With all the babbling about the Wii, and Nolan's rant, and people's comments in this thread, I think it's finally time to say something. Obviously a lot of people don't get it.

 

A whole generation has grown up with videogames. Videogames are not a strange new concept to anyone living in the civilized world. People are not bewildered by the complexity of the standard game. It isn't the subject matter of the games that alienates the mythical person who never played a videogame.

 

The problem is the stigma video-games have of being a kids-only activity. Adults don't play videogames any more than they play with Transformers. If someone over 30 does play videogames, it's because they're a "40 Year Old Virgin."

 

If Nolan were in the boardgame biz, he would imagine a world where everyone played Monopoly exclusively.

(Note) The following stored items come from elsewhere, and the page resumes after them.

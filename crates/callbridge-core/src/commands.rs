//! Host command surface
//!
//! The host invokes commands by method name with a JSON object of arguments.
//! [`CommandDispatcher::parse`] validates the arguments on the caller's side,
//! so a malformed command fails with `MissingArgument` before it reaches the
//! coordinator. Parsed [`Command`]s are then executed in order by the
//! coordinator.
//!
//! # Methods
//!
//! | Method | Arguments | Reply |
//! |--------|-----------|-------|
//! | `tokens` | `accessToken` | done |
//! | `makeCall` | `To`, `From`, `accessToken`?, extra params | done |
//! | `muteCall` | `muted`? | done |
//! | `toggleSpeaker` | `speakerIsOn` | done |
//! | `isOnCall` | | flag |
//! | `sendDigits` | `digits` | done |
//! | `holdCall` | `onHold`? | done |
//! | `answer` | | done |
//! | `unregister` | `accessToken`? | done |
//! | `hangUp` | | done |
//! | `registerClient` | `id`, `name` | done |
//! | `unregisterClient` | `id` | done |
//! | `defaultCaller` | `defaultCaller` | done |
//! | `callerIdCustomParameterKey` | `key` | done |
//! | `hasMicPermission` | | flag |
//! | `requestMicPermission` | | flag |
//!
//! # Usage Examples
//!
//! ```rust
//! use callbridge_core::commands::{Command, CommandDispatcher};
//! use serde_json::json;
//!
//! let dispatcher = CommandDispatcher::new(false);
//! let command = dispatcher
//!     .parse("makeCall", &json!({ "To": "+15551234", "From": "alice", "region": "us1" }))
//!     .unwrap();
//!
//! match command {
//!     Command::MakeCall { to, params, .. } => {
//!         assert_eq!(to, "+15551234");
//!         assert_eq!(params.get("region").map(String::as_str), Some("us1"));
//!     }
//!     other => panic!("unexpected command {:?}", other),
//! }
//!
//! assert!(dispatcher.parse("sendDigits", &json!({})).is_err());
//! ```

use std::collections::BTreeMap;

use serde_json::{Map, Value};
use tokio::sync::oneshot;
use tracing::debug;

use crate::coordinator::BridgeCoordinator;
use crate::error::{BridgeError, BridgeResult};
use crate::events::LogLevel;

/// A validated host command
#[derive(Debug, Clone, PartialEq, Eq)]
pub enum Command {
    /// Supply the access token used for registration and calls
    Tokens { access_token: String },
    /// Place an outgoing call
    MakeCall {
        to: String,
        from: String,
        access_token: Option<String>,
        params: BTreeMap<String, String>,
    },
    /// Mute, unmute, or toggle when `muted` is absent
    MuteCall { muted: Option<bool> },
    /// Route audio to the loudspeaker or the earpiece
    ToggleSpeaker { speaker_on: bool },
    /// Whether a call is active
    IsOnCall,
    /// Play DTMF digits
    SendDigits { digits: String },
    /// Hold, resume, or toggle when `on_hold` is absent
    HoldCall { on_hold: Option<bool> },
    /// Answering happens through the native call UI; accepted and ignored
    Answer,
    /// Stop receiving incoming call pushes
    Unregister { access_token: Option<String> },
    /// End the active call or decline the pending invite
    HangUp,
    /// Map a client id to a display name
    RegisterClient { id: String, name: String },
    /// Forget a client id
    UnregisterClient { id: String },
    /// Set the fallback caller name
    DefaultCaller { name: String },
    /// Set the invite parameter carrying the caller display name
    CallerIdParameterKey { key: String },
    HasMicPermission,
    RequestMicPermission,
    /// A method this bridge does not know, ignored in lenient mode
    Ignored { method: String },
}

/// What a command returns to the host
#[derive(Debug, Clone, Copy, PartialEq, Eq)]
pub enum CommandReply {
    Done,
    Flag(bool),
}

impl CommandReply {
    /// The boolean a flag reply carries; `Done` counts as success
    pub fn as_bool(&self) -> bool {
        match self {
            CommandReply::Done => true,
            CommandReply::Flag(flag) => *flag,
        }
    }
}

/// Parses method calls into [`Command`]s
#[derive(Debug, Clone, Copy, Default)]
pub struct CommandDispatcher {
    strict: bool,
}

impl CommandDispatcher {
    /// `strict` makes unknown methods fail with `UnknownCommand`
    pub fn new(strict: bool) -> Self {
        Self { strict }
    }

    pub fn parse(&self, method: &str, args: &Value) -> BridgeResult<Command> {
        let args = Arguments::new(args);
        let command = match method {
            "tokens" => Command::Tokens {
                access_token: args.required_str("accessToken")?,
            },
            "makeCall" => Command::MakeCall {
                to: args.required_str("To")?,
                from: args.required_str("From")?,
                access_token: args.optional_str("accessToken"),
                params: args.params_except(&["To", "From"]),
            },
            "muteCall" => Command::MuteCall {
                muted: args.optional_bool("muted"),
            },
            "toggleSpeaker" => Command::ToggleSpeaker {
                speaker_on: args.required_bool("speakerIsOn")?,
            },
            "isOnCall" => Command::IsOnCall,
            "sendDigits" => Command::SendDigits {
                digits: args.required_str("digits")?,
            },
            "holdCall" => Command::HoldCall {
                on_hold: args.optional_bool("onHold"),
            },
            "answer" => Command::Answer,
            "unregister" => Command::Unregister {
                access_token: args.optional_str("accessToken"),
            },
            "hangUp" => Command::HangUp,
            "registerClient" => Command::RegisterClient {
                id: args.required_str("id")?,
                name: args.required_str("name")?,
            },
            "unregisterClient" => Command::UnregisterClient {
                id: args.required_str("id")?,
            },
            "defaultCaller" => Command::DefaultCaller {
                name: args.required_str("defaultCaller")?,
            },
            "callerIdCustomParameterKey" => Command::CallerIdParameterKey {
                key: args.required_str("key")?,
            },
            "hasMicPermission" => Command::HasMicPermission,
            "requestMicPermission" => Command::RequestMicPermission,
            other if self.strict => {
                return Err(BridgeError::UnknownCommand {
                    method: other.to_string(),
                });
            }
            other => Command::Ignored {
                method: other.to_string(),
            },
        };
        Ok(command)
    }
}

/// Typed access to a command's JSON arguments
struct Arguments<'a> {
    map: Option<&'a Map<String, Value>>,
}

impl<'a> Arguments<'a> {
    fn new(value: &'a Value) -> Self {
        Self {
            map: value.as_object(),
        }
    }

    fn get(&self, key: &str) -> Option<&'a Value> {
        self.map.and_then(|m| m.get(key))
    }

    fn required_str(&self, key: &str) -> BridgeResult<String> {
        self.optional_str(key)
            .ok_or_else(|| BridgeError::missing_argument(key))
    }

    fn optional_str(&self, key: &str) -> Option<String> {
        self.get(key).and_then(Value::as_str).map(str::to_string)
    }

    fn required_bool(&self, key: &str) -> BridgeResult<bool> {
        self.optional_bool(key)
            .ok_or_else(|| BridgeError::missing_argument(key))
    }

    fn optional_bool(&self, key: &str) -> Option<bool> {
        self.get(key).and_then(Value::as_bool)
    }

    /// Every argument but `excluded`, rendered as strings
    fn params_except(&self, excluded: &[&str]) -> BTreeMap<String, String> {
        self.map
            .into_iter()
            .flatten()
            .filter(|(key, _)| !excluded.contains(&key.as_str()))
            .map(|(key, value)| {
                let rendered = match value {
                    Value::String(s) => s.clone(),
                    other => other.to_string(),
                };
                (key.clone(), rendered)
            })
            .collect()
    }
}

// ===== COORDINATOR EXECUTION =====

impl BridgeCoordinator {
    pub(crate) async fn handle_command(
        &mut self,
        command: Command,
        reply: oneshot::Sender<BridgeResult<CommandReply>>,
    ) {
        // The permission prompt can take as long as the user likes
        if command == Command::RequestMicPermission {
            let microphone = self.caps.microphone.clone();
            tokio::spawn(async move {
                let granted = microphone.ensure().await;
                let _ = reply.send(Ok(CommandReply::Flag(granted)));
            });
            return;
        }

        let result = self.execute(command).await;
        if let Err(e) = &result {
            debug!("Command failed: {}", e);
        }
        let _ = reply.send(result);
    }

    async fn execute(&mut self, command: Command) -> BridgeResult<CommandReply> {
        match command {
            Command::Tokens { access_token } => {
                if let Some(request) = self.registration.on_credential_update(access_token) {
                    self.spawn_registration(request);
                }
            }
            Command::MakeCall {
                to,
                from,
                access_token,
                params,
            } => self.make_call(to, from, access_token, params)?,
            Command::MuteCall { muted } => self.set_muted(muted).await?,
            Command::ToggleSpeaker { speaker_on } => self.toggle_speaker(speaker_on),
            Command::IsOnCall => return Ok(CommandReply::Flag(self.state.is_on_call())),
            Command::SendDigits { digits } => {
                let call_id = self.state.active_mut()?.id;
                self.caps.transport.send_digits(call_id, &digits).await?;
            }
            Command::HoldCall { on_hold } => self.set_held(on_hold).await?,
            Command::Answer => debug!("Answer is performed through the native call UI"),
            Command::Unregister { access_token } => self.start_unregister(access_token)?,
            Command::HangUp => self.hang_up(),
            Command::RegisterClient { id, name } => self.directory.register_client(&id, &name)?,
            Command::UnregisterClient { id } => self.directory.unregister_client(&id)?,
            Command::DefaultCaller { name } => self.directory.set_default_caller(&name)?,
            Command::CallerIdParameterKey { key } => {
                debug!("Caller id parameter key set to {}", key);
                self.caller_id_key = key;
            }
            Command::HasMicPermission => {
                let status = self.caps.microphone.status().await;
                return Ok(CommandReply::Flag(
                    status == crate::capabilities::PermissionStatus::Granted,
                ));
            }
            Command::RequestMicPermission => {
                return Ok(CommandReply::Flag(self.caps.microphone.ensure().await));
            }
            Command::Ignored { method } => {
                self.events
                    .log(LogLevel::Debug, format!("Ignoring unknown command {}", method));
            }
        }
        Ok(CommandReply::Done)
    }
}

#[cfg(test)]
mod tests {
    use super::*;
    use pretty_assertions::assert_eq;
    use serde_json::json;

    #[test]
    fn test_make_call_extra_params() {
        let command = CommandDispatcher::new(false)
            .parse(
                "makeCall",
                &json!({ "To": "+15551234", "From": "alice", "accessToken": "jwt", "priority": 2 }),
            )
            .unwrap();

        let mut params = BTreeMap::new();
        params.insert("accessToken".to_string(), "jwt".to_string());
        params.insert("priority".to_string(), "2".to_string());
        assert_eq!(
            command,
            Command::MakeCall {
                to: "+15551234".into(),
                from: "alice".into(),
                access_token: Some("jwt".into()),
                params,
            }
        );
    }

    #[test]
    fn test_missing_arguments() {
        let dispatcher = CommandDispatcher::new(false);
        assert_eq!(
            dispatcher.parse("makeCall", &json!({ "To": "+1" })),
            Err(BridgeError::missing_argument("From"))
        );
        assert_eq!(
            dispatcher.parse("registerClient", &json!({ "id": "42" })),
            Err(BridgeError::missing_argument("name"))
        );
        assert_eq!(
            dispatcher.parse("toggleSpeaker", &json!({ "speakerIsOn": "yes" })),
            Err(BridgeError::missing_argument("speakerIsOn"))
        );
        // Arguments that are not an object count as empty
        assert_eq!(
            dispatcher.parse("tokens", &Value::Null),
            Err(BridgeError::missing_argument("accessToken"))
        );
    }

    #[test]
    fn test_unknown_methods() {
        assert_eq!(
            CommandDispatcher::new(false).parse("receiveCalls", &json!({})),
            Ok(Command::Ignored {
                method: "receiveCalls".into()
            })
        );
        assert_eq!(
            CommandDispatcher::new(true).parse("receiveCalls", &json!({})),
            Err(BridgeError::UnknownCommand {
                method: "receiveCalls".into()
            })
        );
    }

    #[test]
    fn test_optional_toggles() {
        let dispatcher = CommandDispatcher::new(false);
        assert_eq!(
            dispatcher.parse("muteCall", &Value::Null),
            Ok(Command::MuteCall { muted: None })
        );
        assert_eq!(
            dispatcher.parse("holdCall", &json!({ "onHold": true })),
            Ok(Command::HoldCall { on_hold: Some(true) })
        );
    }

    #[test]
    fn test_reply_flag() {
        assert!(CommandReply::Done.as_bool());
        assert!(!CommandReply::Flag(false).as_bool());
    }
}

No one would ever play Heroscape or Catan or Axis & Allies or Twilight Imperium, because those are just niche games which aren't "for the whole family". Only dorks and social retards play those other games.

 

It seems this is a common problem with many videogame fans. They can't seem to stand the idea that there's so much variety in the current game market. They want to get rid of all those other games, and force everyone to play Breakout.

 

One day videogames will shed the stigma of being kiddie. They aren't going to do it if we make everyone go back to only playing Breakout or any other single, narrow genre.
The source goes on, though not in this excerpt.